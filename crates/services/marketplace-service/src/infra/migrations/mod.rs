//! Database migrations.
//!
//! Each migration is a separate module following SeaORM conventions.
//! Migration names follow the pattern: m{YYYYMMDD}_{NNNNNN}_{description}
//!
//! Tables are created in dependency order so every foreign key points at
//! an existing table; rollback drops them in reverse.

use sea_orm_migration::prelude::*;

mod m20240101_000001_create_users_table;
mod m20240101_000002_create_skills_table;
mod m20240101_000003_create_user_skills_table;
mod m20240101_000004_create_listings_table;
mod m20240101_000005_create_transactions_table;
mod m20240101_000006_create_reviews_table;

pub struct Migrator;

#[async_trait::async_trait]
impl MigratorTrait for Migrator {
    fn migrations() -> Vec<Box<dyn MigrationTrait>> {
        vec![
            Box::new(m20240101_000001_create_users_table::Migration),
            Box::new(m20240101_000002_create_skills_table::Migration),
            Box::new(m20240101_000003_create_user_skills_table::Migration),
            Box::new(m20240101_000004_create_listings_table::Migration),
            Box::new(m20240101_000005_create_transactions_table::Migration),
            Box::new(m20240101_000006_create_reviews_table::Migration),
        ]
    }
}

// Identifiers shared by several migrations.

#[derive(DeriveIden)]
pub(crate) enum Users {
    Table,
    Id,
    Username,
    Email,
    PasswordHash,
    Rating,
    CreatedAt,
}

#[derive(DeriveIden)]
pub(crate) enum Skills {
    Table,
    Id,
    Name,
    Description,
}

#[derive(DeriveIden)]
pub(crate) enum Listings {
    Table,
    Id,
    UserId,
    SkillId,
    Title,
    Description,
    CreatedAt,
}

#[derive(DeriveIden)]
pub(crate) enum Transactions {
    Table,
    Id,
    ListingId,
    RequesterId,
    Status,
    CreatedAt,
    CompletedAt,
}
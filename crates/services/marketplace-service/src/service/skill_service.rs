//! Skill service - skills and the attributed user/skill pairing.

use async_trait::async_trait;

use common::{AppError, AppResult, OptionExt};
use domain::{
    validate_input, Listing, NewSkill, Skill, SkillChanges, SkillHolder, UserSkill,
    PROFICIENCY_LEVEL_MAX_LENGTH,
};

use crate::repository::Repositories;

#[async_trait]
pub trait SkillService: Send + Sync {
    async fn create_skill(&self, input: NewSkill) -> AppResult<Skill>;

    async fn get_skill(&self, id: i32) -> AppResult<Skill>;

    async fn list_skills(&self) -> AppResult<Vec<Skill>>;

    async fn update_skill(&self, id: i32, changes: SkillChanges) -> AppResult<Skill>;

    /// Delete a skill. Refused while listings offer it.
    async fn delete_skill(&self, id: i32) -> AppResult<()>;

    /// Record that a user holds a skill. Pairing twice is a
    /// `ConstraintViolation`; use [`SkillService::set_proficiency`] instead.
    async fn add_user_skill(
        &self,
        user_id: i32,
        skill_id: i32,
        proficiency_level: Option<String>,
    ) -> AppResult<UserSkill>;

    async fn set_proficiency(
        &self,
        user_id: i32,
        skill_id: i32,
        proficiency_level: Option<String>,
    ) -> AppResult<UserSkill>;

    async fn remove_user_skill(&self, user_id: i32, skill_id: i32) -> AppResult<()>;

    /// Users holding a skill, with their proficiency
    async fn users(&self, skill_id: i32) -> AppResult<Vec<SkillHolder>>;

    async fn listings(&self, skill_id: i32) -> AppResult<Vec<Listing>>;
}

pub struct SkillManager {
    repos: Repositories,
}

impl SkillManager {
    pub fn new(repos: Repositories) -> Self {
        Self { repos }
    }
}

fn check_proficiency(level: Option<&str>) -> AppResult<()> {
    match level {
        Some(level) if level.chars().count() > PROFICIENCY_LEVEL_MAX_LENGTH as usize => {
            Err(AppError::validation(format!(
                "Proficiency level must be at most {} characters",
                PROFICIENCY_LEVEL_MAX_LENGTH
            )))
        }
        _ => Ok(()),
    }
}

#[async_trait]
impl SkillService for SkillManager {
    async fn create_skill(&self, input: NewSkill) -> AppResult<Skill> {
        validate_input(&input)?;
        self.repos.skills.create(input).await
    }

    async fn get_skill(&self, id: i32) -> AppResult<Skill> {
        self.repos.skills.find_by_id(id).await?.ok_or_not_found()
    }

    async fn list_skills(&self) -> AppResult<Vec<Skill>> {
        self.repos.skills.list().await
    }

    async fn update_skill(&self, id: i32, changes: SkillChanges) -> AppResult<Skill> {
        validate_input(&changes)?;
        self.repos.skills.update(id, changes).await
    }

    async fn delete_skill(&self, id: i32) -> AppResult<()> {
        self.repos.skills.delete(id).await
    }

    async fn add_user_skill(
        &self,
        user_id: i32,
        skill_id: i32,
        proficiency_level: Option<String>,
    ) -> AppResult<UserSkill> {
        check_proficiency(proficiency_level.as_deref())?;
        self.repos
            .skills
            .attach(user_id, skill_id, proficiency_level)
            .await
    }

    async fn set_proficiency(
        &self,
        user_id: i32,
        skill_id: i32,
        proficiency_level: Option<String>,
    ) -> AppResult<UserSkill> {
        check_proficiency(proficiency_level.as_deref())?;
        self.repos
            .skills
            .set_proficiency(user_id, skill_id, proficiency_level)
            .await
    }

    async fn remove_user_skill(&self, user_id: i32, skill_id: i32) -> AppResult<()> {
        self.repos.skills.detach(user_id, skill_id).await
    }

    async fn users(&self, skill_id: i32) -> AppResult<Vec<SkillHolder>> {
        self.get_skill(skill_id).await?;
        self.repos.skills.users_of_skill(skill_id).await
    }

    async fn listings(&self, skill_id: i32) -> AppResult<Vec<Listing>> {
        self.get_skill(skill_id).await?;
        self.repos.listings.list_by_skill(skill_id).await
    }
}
★ ★ ★
** Assigned task **
The word "impl" appears in some of the lines above. Copy those lines.

** Exercise response **
impl MigratorTrait for Migrator {
impl SkillManager {
impl SkillService for SkillManager {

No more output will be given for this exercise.